- _Problem statement_
Give the number of lines in the data below where the word "endpoint" appears, and nothing besides.

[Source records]
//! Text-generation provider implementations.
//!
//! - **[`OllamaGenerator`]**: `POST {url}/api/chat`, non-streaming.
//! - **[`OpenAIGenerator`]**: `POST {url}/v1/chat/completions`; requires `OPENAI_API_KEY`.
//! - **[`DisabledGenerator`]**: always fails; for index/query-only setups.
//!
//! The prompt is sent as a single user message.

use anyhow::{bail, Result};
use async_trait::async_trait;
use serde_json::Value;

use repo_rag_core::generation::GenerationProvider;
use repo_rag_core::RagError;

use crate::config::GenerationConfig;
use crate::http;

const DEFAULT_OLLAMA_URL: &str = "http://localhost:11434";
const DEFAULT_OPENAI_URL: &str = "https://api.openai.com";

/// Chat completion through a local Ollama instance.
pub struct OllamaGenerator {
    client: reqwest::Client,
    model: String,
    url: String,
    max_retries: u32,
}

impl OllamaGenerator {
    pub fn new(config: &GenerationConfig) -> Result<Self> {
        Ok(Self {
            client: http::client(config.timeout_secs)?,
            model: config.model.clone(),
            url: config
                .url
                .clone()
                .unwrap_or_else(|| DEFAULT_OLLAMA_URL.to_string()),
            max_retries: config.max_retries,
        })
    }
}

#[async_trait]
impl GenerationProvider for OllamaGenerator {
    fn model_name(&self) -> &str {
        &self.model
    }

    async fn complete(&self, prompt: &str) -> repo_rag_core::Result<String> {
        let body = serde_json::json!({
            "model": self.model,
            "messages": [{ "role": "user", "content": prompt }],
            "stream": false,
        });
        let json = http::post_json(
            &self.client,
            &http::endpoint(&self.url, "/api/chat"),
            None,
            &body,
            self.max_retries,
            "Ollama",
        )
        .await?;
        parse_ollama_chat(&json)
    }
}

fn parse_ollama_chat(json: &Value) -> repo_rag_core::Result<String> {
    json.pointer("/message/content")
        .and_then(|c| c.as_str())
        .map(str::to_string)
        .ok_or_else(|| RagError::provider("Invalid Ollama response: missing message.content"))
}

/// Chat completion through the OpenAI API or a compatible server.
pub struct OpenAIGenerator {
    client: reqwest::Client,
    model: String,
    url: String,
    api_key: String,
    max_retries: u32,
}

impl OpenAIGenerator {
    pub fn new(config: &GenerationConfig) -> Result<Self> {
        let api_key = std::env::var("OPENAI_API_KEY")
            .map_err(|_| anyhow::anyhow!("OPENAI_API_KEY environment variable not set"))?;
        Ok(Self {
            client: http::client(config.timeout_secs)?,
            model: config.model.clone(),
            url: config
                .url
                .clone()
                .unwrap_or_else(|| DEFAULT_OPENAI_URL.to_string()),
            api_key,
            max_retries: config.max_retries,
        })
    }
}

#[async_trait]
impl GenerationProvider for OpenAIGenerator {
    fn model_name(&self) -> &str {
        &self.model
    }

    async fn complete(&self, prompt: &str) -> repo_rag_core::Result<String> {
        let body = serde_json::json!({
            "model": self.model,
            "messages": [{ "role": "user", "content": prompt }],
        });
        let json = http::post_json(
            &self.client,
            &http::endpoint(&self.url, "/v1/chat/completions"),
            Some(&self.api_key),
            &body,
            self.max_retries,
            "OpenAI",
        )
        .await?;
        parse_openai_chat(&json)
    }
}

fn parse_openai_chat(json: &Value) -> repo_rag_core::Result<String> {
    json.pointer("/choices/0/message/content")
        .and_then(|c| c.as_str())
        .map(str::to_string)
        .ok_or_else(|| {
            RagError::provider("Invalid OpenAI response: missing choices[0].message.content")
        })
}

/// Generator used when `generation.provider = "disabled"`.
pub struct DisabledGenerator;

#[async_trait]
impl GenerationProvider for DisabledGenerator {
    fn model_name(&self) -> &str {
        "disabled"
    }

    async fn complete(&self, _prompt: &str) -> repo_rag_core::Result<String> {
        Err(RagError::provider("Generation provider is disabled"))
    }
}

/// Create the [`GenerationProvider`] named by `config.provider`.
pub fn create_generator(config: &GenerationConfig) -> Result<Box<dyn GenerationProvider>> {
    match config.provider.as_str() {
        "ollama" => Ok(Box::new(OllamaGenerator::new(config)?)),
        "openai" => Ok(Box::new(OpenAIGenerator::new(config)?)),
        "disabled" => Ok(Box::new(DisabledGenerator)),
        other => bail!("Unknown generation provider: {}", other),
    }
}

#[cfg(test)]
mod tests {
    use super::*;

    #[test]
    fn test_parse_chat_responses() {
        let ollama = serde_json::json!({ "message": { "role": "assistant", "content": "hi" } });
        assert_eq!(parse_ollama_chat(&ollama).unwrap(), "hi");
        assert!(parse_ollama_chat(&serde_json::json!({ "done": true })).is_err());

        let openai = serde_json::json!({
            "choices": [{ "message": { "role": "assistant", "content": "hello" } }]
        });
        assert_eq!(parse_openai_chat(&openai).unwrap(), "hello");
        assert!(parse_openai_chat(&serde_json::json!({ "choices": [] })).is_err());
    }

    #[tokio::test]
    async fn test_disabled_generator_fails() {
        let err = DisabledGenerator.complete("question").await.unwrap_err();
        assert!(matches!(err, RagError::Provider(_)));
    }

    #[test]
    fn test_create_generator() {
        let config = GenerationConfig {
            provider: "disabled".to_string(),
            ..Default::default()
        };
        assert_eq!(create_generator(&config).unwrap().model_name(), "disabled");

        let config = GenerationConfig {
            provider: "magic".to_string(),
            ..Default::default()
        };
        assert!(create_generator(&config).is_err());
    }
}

- _Your solution_
2